John Lesinski Sr. (January 3, 1885 – May 27, 1950) was a politician from the U.S. state of Michigan. He was the father of John Lesinski Jr., who succeeded him in the United States House of Representatives.

Early life
Lesinski was born in Erie, Pennsylvania on January 3, 1885, and his parents moved their family to Detroit, Michigan three months later.  He attended the school of St. Albertus Roman Catholic Church, SS. Cyril and Methodius Seminary in Orchard Lake, and Detroit Business University.

Start of career
He engaged extensively in the building and real estate business in Detroit; established lumber and supply companies in Hamtramck and Dearborn areas of Detroit.   He was president of the Polish Citizens' Committee of Detroit from 1919 to 1932, and was credited with recruiting thousands of Polish-Americans and Polish-Canadians to join the military and fight against the Axis during World War I.  In addition, he was state commissioner in charge of the sale of bonds which raised funds for rebuilding Poland when the country was re-formed following World War I, for which he was awarded the Polonia Restituta by the Polish Government.  He was a delegate to the Democratic National Conventions in 1936, 1940, and 1944.  He was also a delegate to the Democratic State conventions in 1936, 1940, and 1944.

Congress
In 1932, Lesinski was elected as a Democrat and the first person to represent Michigan's 16th congressional district to the 73rd United States Congress, and was reelected to the eight succeeding Congresses, serving in the U.S. House from March 4, 1933, until his death.

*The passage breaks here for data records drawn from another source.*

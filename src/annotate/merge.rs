//! Merging a run's annotations into the persisted table, and deciding
//! whether a run may re-annotate at all.

use crate::annotate::table::{AnnotationTable, ColumnCollision};
use crate::annotate::{FASTA_COL, GENE_ID_COL};
use crate::core::project::RunMetadata;
use crate::{AnnotError, Result};
use std::collections::BTreeSet;

/// Columns every run produces; colliding on them is expected
pub const STRUCTURAL_COLUMNS: [&str; 2] = [FASTA_COL, GENE_ID_COL];

/// What a merge did
#[derive(Debug, Clone, Default, PartialEq, Eq)]
pub struct MergeReport {
    /// Non-structural columns whose values came from the new run
    pub overwritten_columns: Vec<String>,
    /// Rows present in both tables
    pub colliding_rows: usize,
    /// Past rows carried over untouched
    pub carried_rows: usize,
    /// The joined row count disagreed with the inputs; inspect the result
    pub row_count_mismatch: bool,
}

/// Merge `new` onto `past`.
///
/// For rows in both tables, the colliding columns take `new`'s values and all
/// other past columns survive. Past rows `new` does not mention are appended
/// unchanged. Colliding non-structural columns need `force`.
pub fn merge_past_annotations(
    new: AnnotationTable,
    past: AnnotationTable,
    force: bool,
) -> Result<(AnnotationTable, MergeReport)> {
    let colliding_columns = past.shared_columns(&new);
    let problems: Vec<String> = colliding_columns
        .iter()
        .filter(|c| !STRUCTURAL_COLUMNS.contains(&c.as_str()))
        .cloned()
        .collect();
    if !problems.is_empty() {
        if !force {
            return Err(AnnotError::Usage(format!(
                "columns ({}) already exist in the past annotations; use the force flag to overwrite them",
                problems.join(", ")
            )));
        }
        tracing::warn!(
            "Columns ({}) already exist in the past annotations and will be overwritten",
            problems.join(", ")
        );
    }

    let colliding_rows = past.shared_rows(&new);
    let (mut past_merge, past_rest) = past.partition_rows(&colliding_rows);
    past_merge.drop_columns(&colliding_columns);

    let past_merge_len = past_merge.len();
    let new_len = new.len();
    let joined = new.join(past_merge, ColumnCollision::Refuse)?;
    let row_count_mismatch = joined.len() != past_merge_len.max(new_len);
    if row_count_mismatch {
        tracing::error!(
            "The old and new annotations may not have merged correctly ({} rows after joining {} new and {} past); \
             check the annotations table and that the same gene FASTAs were used",
            joined.len(),
            new_len,
            past_merge_len
        );
    }

    let report = MergeReport {
        overwritten_columns: problems,
        colliding_rows: colliding_rows.len(),
        carried_rows: past_rest.len(),
        row_count_mismatch,
    };
    Ok((joined.concat(past_rest)?, report))
}

/// Refuse to re-run databases the project was already annotated with, unless forced.
///
/// `baseline` is the latest recorded run; without one nothing can collide.
pub fn check_reannotation<S: AsRef<str>>(
    baseline: Option<&RunMetadata>,
    requested: &[S],
    batch_names: &[S],
    force: bool,
) -> Result<()> {
    let Some(baseline) = baseline else {
        return Ok(());
    };
    let db_overlap: BTreeSet<&str> = requested
        .iter()
        .map(AsRef::as_ref)
        .filter(|db| baseline.used_dbs.contains(*db))
        .collect();
    if db_overlap.is_empty() {
        return Ok(());
    }
    let batch_overlap = batch_names
        .iter()
        .map(AsRef::as_ref)
        .filter(|b| baseline.batch_names.contains(*b))
        .count();
    let dbs = db_overlap.into_iter().collect::<Vec<_>>().join(", ");

    if force {
        tracing::warn!(
            "Re-annotating {} of {} gene batches with databases they were already annotated with: {}. \
             Past annotations from these databases will be replaced",
            batch_overlap,
            batch_names.len(),
            dbs
        );
        Ok(())
    } else {
        Err(AnnotError::Usage(format!(
            "{} of {} gene batches were already annotated with {}; use the force flag (-f) to replace \
             those annotations",
            batch_overlap,
            batch_names.len(),
            dbs
        )))
    }
}
pub mod annotate;
pub mod list;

He served as chairman of the Committee on Invalid Pensions in the 74th through 79th Congresses;  of the Committee on Immigration and Naturalization in the 79th Congress, and of the Committee on Education and Labor in the 81st Congress.

Lesinski died in Dearborn, Michigan on May 27, 1950, and was interred in Mount Olivet Cemetery in Detroit.

Family
Lesinski was married three times.  His first wife, Stella died in 1919, and his second wife, Barbara, died in 1937.  His third wife Estelle Geisinger, survived him.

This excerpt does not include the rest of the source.